Alors oui, c'est tellement évident aujourd'hui de manipuler le deuxième joystick d'une manette pour déplacer notre cadre visuel selon nos envies, mais à cette époque là c'etait une initiative qu'on n'avait jamais laissé au joueur ! Et ce que tous les autres studios avaient perçus jusqu'alors comme une contrainte qui devait être géré par le jeu lui-même - au risque de ne jamais vraiment y arriver - Nintendo a décidé de nous laisser jouer avec ça.

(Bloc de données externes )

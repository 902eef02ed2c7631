//! Property-based tests for layers and networks

use super::*;
use proptest::prelude::*;
use toco_core::{ActivationKind, Tensor};
use toco_kernels::convolve_new;

fn vector(len: usize) -> impl Strategy<Value = Vec<f64>> {
    prop::collection::vec(-10.0f64..10.0, len)
}

proptest! {
    #[test]
    fn network_of_one_convolution_matches_kernel(
        (data, kernel, stride) in (3usize..8, 1usize..4, 1usize..3)
            .prop_flat_map(|(n, k, s)| (vector(n * n), vector(k * k), Just(s)))
    ) {
        let n = (data.len() as f64).sqrt() as usize;
        let k = (kernel.len() as f64).sqrt() as usize;
        let input = Tensor::from_vec(data, &[n, n]).unwrap();
        let kernel = Tensor::from_vec(kernel, &[k, k]).unwrap();

        let expected = convolve_new(&input, &kernel, stride).unwrap();
        let mut network = Network::new();
        network.add_layer(ConvolutionLayer::new(kernel, stride).unwrap());

        prop_assert_eq!(network.forward(&input).unwrap(), expected);
    }

    #[test]
    fn activation_layers_keep_shape_and_input(data in vector(12), alpha in 0.0f64..1.0) {
        let input = Tensor::from_vec(data, &[3, 4]).unwrap();
        let mut network = Network::new();
        network
            .add_layer(ActivationLayer::leaky_relu(alpha))
            .add_layer(ActivationLayer::sigmoid());

        let output = network.forward(&input).unwrap();
        prop_assert_eq!(output.shape(), input.shape());
        prop_assert!(output.iter().all(|&x| (0.0..=1.0).contains(&x)));

        let mut direct = input.clone();
        direct.activate(ActivationKind::LeakyReLU, alpha);
        direct.activate(ActivationKind::Sigmoid, 0.0);
        prop_assert_eq!(output, direct);
    }

    #[test]
    fn relu_network_output_is_non_negative(data in prop::collection::vec(-100i32..100, 9)) {
        let input = Tensor::from_vec(data, &[9]).unwrap();
        let mut network = Network::new();
        network
            .add_layer(ConvolutionLayer::new(Tensor::from_vec(vec![1, -1], &[2]).unwrap(), 1).unwrap())
            .add_layer(ActivationLayer::relu());

        let output = network.forward(&input).unwrap();
        prop_assert_eq!(output.len(), 8);
        prop_assert!(output.iter().all(|&x| x >= 0));
    }
}
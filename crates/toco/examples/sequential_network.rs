//! Sequential network example for TO-Core
//!
//! This example demonstrates:
//! - Building a network of convolution and activation layers
//! - Sharing a kernel between layers
//! - Fixed and deferred destinations

use std::sync::Arc;
use toco::prelude::*;

fn main() -> anyhow::Result<()> {
    init_tracing(TracingConfig::default())?;

    println!("TO-Core - Sequential Network Example");
    println!("====================================\n");

    let input = Tensor::from_vec(
        vec![
            1.0, 7.0, 9.0, 2.3, 4.0, 1.8, 6.5, 4.5, 3.0, 3.4, 7.3, 8.7, 1.2, 1.6, 1.4, 2.3,
        ],
        &[4, 4],
    )?;
    let kernel = Arc::new(Tensor::from_vec(
        vec![1.0, 3.4, 1.1, 8.4, 7.6, 3.2, 3.7, 4.0, 5.1],
        &[3, 3],
    )?);

    // Example 1: convolution then sigmoid
    println!("1. Convolution + sigmoid");
    println!("------------------------");

    let mut network = Network::new();
    network
        .add_layer(ConvolutionLayer::new(Arc::clone(&kernel), 1)?)
        .add_layer(ActivationLayer::sigmoid());
    println!("{}\n", network.forward(&input)?);

    // Example 2: two convolutions writing into fixed destinations
    println!("2. Chained convolutions");
    println!("-----------------------");

    let mut chained = Network::new();
    chained
        .add_layer(ConvolutionLayer::new(Arc::clone(&kernel), 1)?.with_destination(Tensor::zeros(&[2, 2])?))
        .add_layer(ConvolutionLayer::new(
            Tensor::from_vec(vec![6.0, 9.9, 3.2, 5.3], &[2, 2])?,
            1,
        )?);
    println!("{}\n", chained.forward(&input)?);

    // Example 3: destination supplied by the caller
    println!("3. Deferred destination");
    println!("-----------------------");

    let mut deferred = Network::new();
    deferred
        .add_layer(ConvolutionLayer::new(Arc::clone(&kernel), 1)?.deferred())
        .add_layer(ActivationLayer::leaky_relu(0.01));
    let destination = Tensor::zeros(&output_extents(input.shape(), kernel.shape(), 1)?)?;
    let output = deferred.forward_with_destinations(&input, [destination])?;
    println!("{}", output);

    if let Err(e) = deferred.forward(&input) {
        println!("without a destination: {}", e);
    }

    Ok(())
}
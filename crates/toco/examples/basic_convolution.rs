//! Basic convolution example for TO-Core
//!
//! This example demonstrates:
//! - Creating and reshaping tensors
//! - Sizing a convolution output
//! - 1D, 2D and strided convolution
//! - Statistics and loss metrics on the result
//!
//! Run with `RUST_LOG=toco_kernels=debug` to see the kernel events.

use toco::prelude::*;

fn main() -> anyhow::Result<()> {
    init_tracing(TracingConfig::default())?;

    println!("TO-Core - Basic Convolution Example");
    println!("===================================\n");

    // Example 1: 1D signal
    println!("1. One-dimensional convolution");
    println!("------------------------------");

    let signal = Tensor::from_vec(vec![5, -4, 43, -17, 0], &[5])?;
    let kernel = Tensor::from_vec(vec![3, -17], &[2])?;
    let response = convolve_new(&signal, &kernel, 1)?;
    println!("{}\n", response);

    // Example 2: 2D image from a flat buffer
    println!("2. Two-dimensional convolution");
    println!("------------------------------");

    let mut image = Tensor::from_vec(vec![12, 5, -34, 6, 12, -4, -7, 56, 98], &[9])?;
    image.reshape(&[3, 3])?;
    let kernel = Tensor::from_vec(vec![6, -2, 3, -7], &[2, 2])?;

    let extents = output_extents(image.shape(), kernel.shape(), 1)?;
    let mut destination = Tensor::zeros(&extents)?;
    convolve(&image, &kernel, &mut destination, 1)?;
    println!("{}", destination);
    println!(
        "arg min = {}, arg max = {}\n",
        destination.arg_min(),
        destination.arg_max()
    );

    // Example 3: strided smoothing of a float ramp
    println!("3. Strided convolution");
    println!("----------------------");

    let ramp = Tensor::from_vec((0..36).map(f64::from).collect(), &[6, 6])?;
    let box_filter = Tensor::full(&[2, 2], 0.25)?;
    let pooled = convolve_new(&ramp, &box_filter, 2)?;
    println!("{}", pooled);
    println!(
        "mean = {:.3}, variance = {:.3}, std = {:.3}\n",
        pooled.mean(),
        pooled.variance(),
        pooled.standard_deviation()
    );

    // Example 4: compare against a shifted target
    println!("4. Loss metrics");
    println!("---------------");

    let mut target = pooled.clone();
    elementwise::scalar_apply_assign(&mut target, 0.5, BinaryOp::Add)?;
    println!("MSE   = {:.4}", mse(&pooled, &target)?);
    println!("SAD   = {:.4}", sad(&pooled, &target)?);
    println!("MAD   = {:.4}", mad(&pooled, &target)?);
    println!("Huber = {:.4}", huber_loss(&pooled, &target, 1.0)?);

    // Example 5: errors are values
    println!("\n5. Error handling");
    println!("-----------------");

    let mut too_small = Tensor::<i32>::zeros(&[1, 1])?;
    match convolve(&image, &kernel, &mut too_small, 1) {
        Ok(()) => println!("unexpected success"),
        Err(e) => println!("{:?}: {}", e.kind(), e),
    }

    Ok(())
}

Il a créé ce personnage de Lakitu pour à la fois nous expliquer les règles mais aussi pour mieux nous faire conscientiser les contraintes.
Et puis ensuite il a créé les conditions pour qu'on ait envie de jouer avec. Il nous a créé des passages difficiles à traverser nous obligeant à mieux évaluer les perspectives et les distances, il nous a construit des mondes où l'orientation ne peut se faire qu'à l'observation, il nous a caché des items derrière des angles morts pour récompenser toute forme de malice.

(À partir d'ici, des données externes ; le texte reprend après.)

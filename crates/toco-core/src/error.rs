//! Error types for tensor operations
//!
//! Every fallible operation in TO-Core returns [`TensorResult`]. Preconditions are
//! checked before any element is read or written, so an `Err` never leaves a
//! destination tensor partially updated.
//!
//! # Examples
//!
//! ```
//! use toco_core::{ErrorKind, Tensor};
//!
//! let mut tensor = Tensor::<i32>::zeros(&[2, 3]).unwrap();
//! let err = tensor.reshape(&[4, 2]).unwrap_err();
//! assert_eq!(err.kind(), ErrorKind::ShapeMismatch);
//! ```

use thiserror::Error;

/// Error type for tensor operations
#[derive(Error, Debug, Clone, PartialEq, Eq)]
pub enum TensorError {
    /// Zero rank or a zero-sized axis at construction
    #[error("Invalid shape {shape:?}: {reason}")]
    InvalidShape { shape: Vec<usize>, reason: String },

    /// Two tensors that must agree in rank and extent do not
    #[error("{operation}: shape mismatch - expected {expected:?}, got {actual:?}")]
    ShapeMismatch {
        operation: String,
        expected: Vec<usize>,
        actual: Vec<usize>,
    },

    /// Convolution input and kernel have different ranks
    #[error("{operation}: rank mismatch - tensor has rank {tensor_rank}, kernel has rank {kernel_rank}")]
    RankMismatch {
        operation: String,
        tensor_rank: usize,
        kernel_rank: usize,
    },

    /// The destination cannot hold the convolution output on some axis
    #[error("Destination too small on axis {axis}: output needs {required}, destination has {actual}")]
    DestinationTooSmall {
        axis: usize,
        required: usize,
        actual: usize,
    },

    /// A precondition on a scalar argument or configuration was violated
    #[error("{operation}: {message}")]
    InvalidArgument { operation: String, message: String },

    /// A required operand was not supplied
    #[error("{operation}: required argument '{parameter}' is missing")]
    NullReference {
        operation: String,
        parameter: String,
    },

    /// The element buffer could not be allocated
    #[error("Failed to allocate buffer for {elements} elements")]
    AllocationFailure { elements: usize },

    /// Integer division by a zero element
    #[error("{operation}: integer division by zero at flat index {index}")]
    DivisionByZero { operation: String, index: usize },
}

/// Category of a [`TensorError`], without its context
#[derive(Debug, Clone, Copy, PartialEq, Eq, Hash)]
pub enum ErrorKind {
    InvalidShape,
    ShapeMismatch,
    RankMismatch,
    DestinationTooSmall,
    InvalidArgument,
    NullReference,
    AllocationFailure,
    DivisionByZero,
}

/// Result type for tensor operations
pub type TensorResult<T> = Result<T, TensorError>;

impl TensorError {
    /// The category of this error
    pub fn kind(&self) -> ErrorKind {
        match self {
            TensorError::InvalidShape { .. } => ErrorKind::InvalidShape,
            TensorError::ShapeMismatch { .. } => ErrorKind::ShapeMismatch,
            TensorError::RankMismatch { .. } => ErrorKind::RankMismatch,
            TensorError::DestinationTooSmall { .. } => ErrorKind::DestinationTooSmall,
            TensorError::InvalidArgument { .. } => ErrorKind::InvalidArgument,
            TensorError::NullReference { .. } => ErrorKind::NullReference,
            TensorError::AllocationFailure { .. } => ErrorKind::AllocationFailure,
            TensorError::DivisionByZero { .. } => ErrorKind::DivisionByZero,
        }
    }

    /// Create an invalid shape error
    pub fn invalid_shape(shape: &[usize], reason: impl Into<String>) -> Self {
        TensorError::InvalidShape {
            shape: shape.to_vec(),
            reason: reason.into(),
        }
    }

    /// Create a shape mismatch error
    pub fn shape_mismatch(
        operation: impl Into<String>,
        expected: &[usize],
        actual: &[usize],
    ) -> Self {
        TensorError::ShapeMismatch {
            operation: operation.into(),
            expected: expected.to_vec(),
            actual: actual.to_vec(),
        }
    }

    /// Create a rank mismatch error
    pub fn rank_mismatch(operation: impl Into<String>, tensor_rank: usize, kernel_rank: usize) -> Self {
        TensorError::RankMismatch {
            operation: operation.into(),
            tensor_rank,
            kernel_rank,
        }
    }

    /// Create a destination-too-small error
    pub fn destination_too_small(axis: usize, required: usize, actual: usize) -> Self {
        TensorError::DestinationTooSmall {
            axis,
            required,
            actual,
        }
    }

    /// Create an invalid argument error
    pub fn invalid_argument(operation: impl Into<String>, message: impl Into<String>) -> Self {
        TensorError::InvalidArgument {
            operation: operation.into(),
            message: message.into(),
        }
    }

    /// Create a missing-operand error
    pub fn null_reference(operation: impl Into<String>, parameter: impl Into<String>) -> Self {
        TensorError::NullReference {
            operation: operation.into(),
            parameter: parameter.into(),
        }
    }

    /// Create an allocation failure error
    pub fn allocation_failure(elements: usize) -> Self {
        TensorError::AllocationFailure { elements }
    }

    /// Create a division-by-zero error
    pub fn division_by_zero(operation: impl Into<String>, index: usize) -> Self {
        TensorError::DivisionByZero {
            operation: operation.into(),
            index,
        }
    }
}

Autant d'évidences aujourd'hui dont ce "Super Mario 64" est l'indiscutable pionnier.
Au fond, plus que le simple jeu avec la caméra, c'est tout ce gameplay à base de deux joysticks que "Super Mario 64" a su finalement inaugurer.

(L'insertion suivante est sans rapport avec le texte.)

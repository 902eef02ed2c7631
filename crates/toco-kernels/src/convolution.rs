//! N-dimensional convolution (cross-correlation) driven by jump tables
//!
//! A kernel of the same rank as the input slides over the input in steps of
//! `stride` along every axis. At each kernel position the element-wise products
//! of the overlapped region are summed into one output element.
//!
//! # Output extent
//!
//! For every axis `d`:
//!
//! ```text
//! output[d] = (tensor[d] - kernel[d]) / stride + 1
//! ```
//!
//! # Algorithm
//!
//! Two mutually recursive walks share one [`ConvolutionPlan`] holding both
//! buffers and their jump tables:
//!
//! - `move_kernel(axis, anchor)` places the kernel corner along `axis` at every
//!   `i` with `i + kernel[axis] <= tensor[axis]`, stepping by `stride`, and
//!   recurses with `anchor + i * tensor_jump[axis]`. Past the last axis the
//!   anchor addresses one output element and the dot product is started.
//! - `kernel_dot_product(axis, tensor_offset, kernel_offset, outermost)` sums
//!   the recursive products over the kernel extent on `axis`. On the last axis
//!   it computes one contiguous stripe. Only the outermost call writes to the
//!   output; inner calls return partial sums.
//!
//! Outputs are produced in row-major order over the output extents and written
//! to consecutive slots `destination[0..Π output[d]]`. A destination larger than
//! the output keeps its trailing elements unchanged.
//!
//! # Numeric semantics
//!
//! Accumulation stays in the element type. `i32` wraps on overflow; `f32` and
//! `f64` accumulate in their own precision.
//!
//! # Examples
//!
//! ```
//! use toco_core::Tensor;
//! use toco_kernels::convolve;
//!
//! let tensor = Tensor::from_vec(vec![12, 5, -34, 6, 12, -4, -7, 56, 98], &[3, 3]).unwrap();
//! let kernel = Tensor::from_vec(vec![6, -2, 3, -7], &[2, 2]).unwrap();
//! let mut destination = Tensor::<i32>::zeros(&[2, 2]).unwrap();
//!
//! convolve(&tensor, &kernel, &mut destination, 1).unwrap();
//! assert_eq!(destination.as_slice(), &[-4, 162, -401, -438]);
//! ```

use toco_core::{Element, JumpTable, Shape, Tensor, TensorError, TensorResult};
use tracing::{debug, warn};

/// Per-axis output extent of a convolution
///
/// # Errors
///
/// - [`TensorError::InvalidArgument`] if `stride == 0` or the kernel is larger
///   than the tensor on some axis
/// - [`TensorError::RankMismatch`] if the shapes differ in rank
///
/// # Examples
///
/// ```
/// use toco_kernels::output_extents;
///
/// let extents = output_extents(&[28, 28], &[5, 5], 2).unwrap();
/// assert_eq!(&extents[..], &[12, 12]);
/// ```
pub fn output_extents(
    tensor_shape: &[usize],
    kernel_shape: &[usize],
    stride: usize,
) -> TensorResult<Shape> {
    if stride == 0 {
        return Err(TensorError::invalid_argument(
            "convolve",
            "stride must be at least 1",
        ));
    }
    if tensor_shape.len() != kernel_shape.len() {
        return Err(TensorError::rank_mismatch(
            "convolve",
            tensor_shape.len(),
            kernel_shape.len(),
        ));
    }
    let mut extents = Shape::new();
    for (axis, (&t, &k)) in tensor_shape.iter().zip(kernel_shape).enumerate() {
        if k > t {
            return Err(TensorError::invalid_argument(
                "convolve",
                format!(
                    "kernel extent {} exceeds tensor extent {} on axis {}",
                    k, t, axis
                ),
            ));
        }
        extents.push((t - k) / stride + 1);
    }
    Ok(extents)
}

/// Validate every precondition of a convolution and return the output extents
fn check_convolution<T: Element>(
    tensor: &Tensor<T>,
    kernel: &Tensor<T>,
    destination: &Tensor<T>,
    stride: usize,
) -> TensorResult<Shape> {
    let extents = output_extents(tensor.shape(), kernel.shape(), stride)?;
    if destination.rank() != extents.len() {
        return Err(TensorError::shape_mismatch(
            "convolve",
            &extents,
            destination.shape(),
        ));
    }
    for (axis, (&required, &actual)) in extents.iter().zip(destination.shape()).enumerate() {
        if actual < required {
            return Err(TensorError::destination_too_small(axis, required, actual));
        }
    }
    Ok(extents)
}

/// Buffers, shapes and jump tables shared by both recursions
pub(crate) struct ConvolutionPlan<'a, T> {
    tensor: &'a [T],
    kernel: &'a [T],
    tensor_shape: &'a [usize],
    kernel_shape: &'a [usize],
    tensor_jumps: JumpTable,
    kernel_jumps: JumpTable,
    stride: usize,
}

/// Output buffer plus the index of the next element to write
pub(crate) struct OutputCursor<'a, T> {
    out: &'a mut [T],
    next: usize,
}

impl<'a, T: Element> OutputCursor<'a, T> {
    pub(crate) fn new(out: &'a mut [T]) -> Self {
        Self { out, next: 0 }
    }

    #[inline]
    fn push(&mut self, value: T) {
        self.out[self.next] = value;
        self.next += 1;
    }
}

impl<'a, T: Element> ConvolutionPlan<'a, T> {
    pub(crate) fn new(tensor: &'a Tensor<T>, kernel: &'a Tensor<T>, stride: usize) -> TensorResult<Self> {
        Ok(Self {
            tensor: tensor.as_slice(),
            kernel: kernel.as_slice(),
            tensor_shape: tensor.shape(),
            kernel_shape: kernel.shape(),
            tensor_jumps: tensor.jump_table()?,
            kernel_jumps: kernel.jump_table()?,
            stride,
        })
    }

    #[inline]
    fn rank(&self) -> usize {
        self.tensor_shape.len()
    }

    /// Anchor offset of the kernel corner at output row `row` along axis 0
    #[cfg(feature = "parallel")]
    pub(crate) fn row_anchor(&self, row: usize) -> usize {
        row * self.stride * self.tensor_jumps[0]
    }

    /// Slide the kernel along `axis` and every axis after it
    pub(crate) fn move_kernel(&self, axis: usize, anchor: usize, cursor: &mut OutputCursor<'_, T>) {
        if axis == self.rank() {
            self.kernel_dot_product(0, anchor, 0, true, cursor);
            return;
        }
        let mut i = 0;
        while i + self.kernel_shape[axis] <= self.tensor_shape[axis] {
            self.move_kernel(axis + 1, anchor + i * self.tensor_jumps[axis], cursor);
            i += self.stride;
        }
    }

    /// Sum of products between the kernel and the tensor region at `tensor_offset`,
    /// restricted to kernel axes `axis..`
    fn kernel_dot_product(
        &self,
        axis: usize,
        tensor_offset: usize,
        kernel_offset: usize,
        outermost: bool,
        cursor: &mut OutputCursor<'_, T>,
    ) -> T {
        let sum = if axis + 1 == self.rank() {
            self.stripe(tensor_offset, kernel_offset, self.kernel_shape[axis])
        } else {
            let mut acc = T::zero();
            for i in 0..self.kernel_shape[axis] {
                let partial = self.kernel_dot_product(
                    axis + 1,
                    tensor_offset + i * self.tensor_jumps[axis],
                    kernel_offset + i * self.kernel_jumps[axis],
                    false,
                    cursor,
                );
                acc = acc.wrapping_add(partial);
            }
            acc
        };
        if outermost {
            cursor.push(sum);
        }
        sum
    }

    /// One contiguous 1D dot product along the last axis
    #[inline]
    fn stripe(&self, tensor_offset: usize, kernel_offset: usize, width: usize) -> T {
        let kernel = &self.kernel[kernel_offset..kernel_offset + width];
        let mut acc = T::zero();
        for (k, &weight) in kernel.iter().enumerate() {
            // Reads past the end of the tensor contribute zero
            let value = self
                .tensor
                .get(tensor_offset + k)
                .copied()
                .unwrap_or_else(T::zero);
            acc = acc.wrapping_add(value.wrapping_mul(weight));
        }
        acc
    }
}

/// Convolve `tensor` with `kernel`, writing the result into `destination`
///
/// Every precondition is checked before the first element is written; on
/// error `destination` is left exactly as it was.
///
/// # Errors
///
/// - [`TensorError::InvalidArgument`] if `stride == 0` or the kernel is larger
///   than the tensor on some axis
/// - [`TensorError::RankMismatch`] if tensor and kernel ranks differ
/// - [`TensorError::ShapeMismatch`] if the destination rank differs
/// - [`TensorError::DestinationTooSmall`] if the destination is smaller than the
///   output extent on some axis
///
/// # Examples
///
/// ```
/// use toco_core::Tensor;
/// use toco_kernels::convolve;
///
/// let tensor = Tensor::from_vec(vec![5, -4, 43, -17, 0], &[5]).unwrap();
/// let kernel = Tensor::from_vec(vec![3, -17], &[2]).unwrap();
/// let mut destination = Tensor::<i32>::zeros(&[4]).unwrap();
///
/// convolve(&tensor, &kernel, &mut destination, 1).unwrap();
/// assert_eq!(destination.as_slice(), &[83, -743, 418, -51]);
/// ```
pub fn convolve<T: Element>(
    tensor: &Tensor<T>,
    kernel: &Tensor<T>,
    destination: &mut Tensor<T>,
    stride: usize,
) -> TensorResult<()> {
    let extents = match check_convolution(tensor, kernel, destination, stride) {
        Ok(extents) => extents,
        Err(e) => {
            warn!(
                tensor = ?tensor.shape(),
                kernel = ?kernel.shape(),
                destination = ?destination.shape(),
                stride,
                error = %e,
                "convolution rejected"
            );
            return Err(e);
        }
    };
    debug!(
        kind = %T::KIND,
        tensor = ?tensor.shape(),
        kernel = ?kernel.shape(),
        output = ?&extents[..],
        stride,
        "convolve"
    );

    let plan = ConvolutionPlan::new(tensor, kernel, stride)?;
    let mut cursor = OutputCursor::new(destination.as_mut_slice());
    plan.move_kernel(0, 0, &mut cursor);
    Ok(())
}

/// Convolve into a freshly allocated destination of exactly the output extent
///
/// # Examples
///
/// ```
/// use toco_core::Tensor;
/// use toco_kernels::convolve_new;
///
/// let tensor = Tensor::<f64>::ones(&[4, 4]).unwrap();
/// let kernel = Tensor::<f64>::ones(&[3, 3]).unwrap();
/// let out = convolve_new(&tensor, &kernel, 1).unwrap();
/// assert_eq!(out.shape(), &[2, 2]);
/// assert!(out.iter().all(|&x| x == 9.0));
/// ```
pub fn convolve_new<T: Element>(
    tensor: &Tensor<T>,
    kernel: &Tensor<T>,
    stride: usize,
) -> TensorResult<Tensor<T>> {
    let extents = output_extents(tensor.shape(), kernel.shape(), stride)?;
    let mut destination = Tensor::zeros(&extents)?;
    convolve(tensor, kernel, &mut destination, stride)?;
    Ok(destination)
}

/// Parallel convolution, splitting the output along axis 0
///
/// Each output row along the first axis is an independent slab of
/// `Π output[1..]` consecutive elements, so rows are computed concurrently
/// with the same recursion as [`convolve`]. Results are identical to the
/// serial version.
///
/// # Examples
///
/// ```
/// use toco_core::Tensor;
/// use toco_kernels::{convolve, convolve_parallel};
///
/// let tensor = Tensor::from_vec((0..64).map(|x| x as f32).collect(), &[8, 8]).unwrap();
/// let kernel = Tensor::from_vec(vec![1.0f32, -1.0, 0.5, 2.0], &[2, 2]).unwrap();
/// let mut serial = Tensor::<f32>::zeros(&[7, 7]).unwrap();
/// let mut parallel = Tensor::<f32>::zeros(&[7, 7]).unwrap();
///
/// convolve(&tensor, &kernel, &mut serial, 1).unwrap();
/// convolve_parallel(&tensor, &kernel, &mut parallel, 1).unwrap();
/// assert_eq!(serial, parallel);
/// ```
#[cfg(feature = "parallel")]
pub fn convolve_parallel<T: Element>(
    tensor: &Tensor<T>,
    kernel: &Tensor<T>,
    destination: &mut Tensor<T>,
    stride: usize,
) -> TensorResult<()> {
    use scirs2_core::parallel_ops::*;

    let extents = match check_convolution(tensor, kernel, destination, stride) {
        Ok(extents) => extents,
        Err(e) => {
            warn!(error = %e, "parallel convolution rejected");
            return Err(e);
        }
    };
    debug!(
        kind = %T::KIND,
        tensor = ?tensor.shape(),
        kernel = ?kernel.shape(),
        output = ?&extents[..],
        stride,
        "convolve_parallel"
    );

    let plan = ConvolutionPlan::new(tensor, kernel, stride)?;
    let row_len: usize = extents[1..].iter().product();
    let total = row_len * extents[0];

    destination.as_mut_slice()[..total]
        .par_chunks_mut(row_len)
        .enumerate()
        .for_each(|(row, chunk)| {
            let mut cursor = OutputCursor::new(chunk);
            plan.move_kernel(1, plan.row_anchor(row), &mut cursor);
        });
    Ok(())
}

Et même si dans la pratique ce système se révèle plus que perfectible (la caméra bloque souvent contre les obstacles et pivote régulièrement lors des déplacements, ce qui rend toute action rapide vite dangereuse) il n'empêche qu'une fois de plus - à l'époque - celui-ci enterrait sans discussion possible toute la concurrence.
D'ailleurs, le simple fait que ce titre soit encore jouable aujourd'hui après vingt-cinq ans pour moi ça dit juste tout de la prouesse accomplie à ce moment là !
Et ce qui est dingue dans tout ça, c'est qu'on parle d'un jeu qui - excusez du peu - est en train d'explorer un genre totalement nouveau, en posant de nouveaux codes !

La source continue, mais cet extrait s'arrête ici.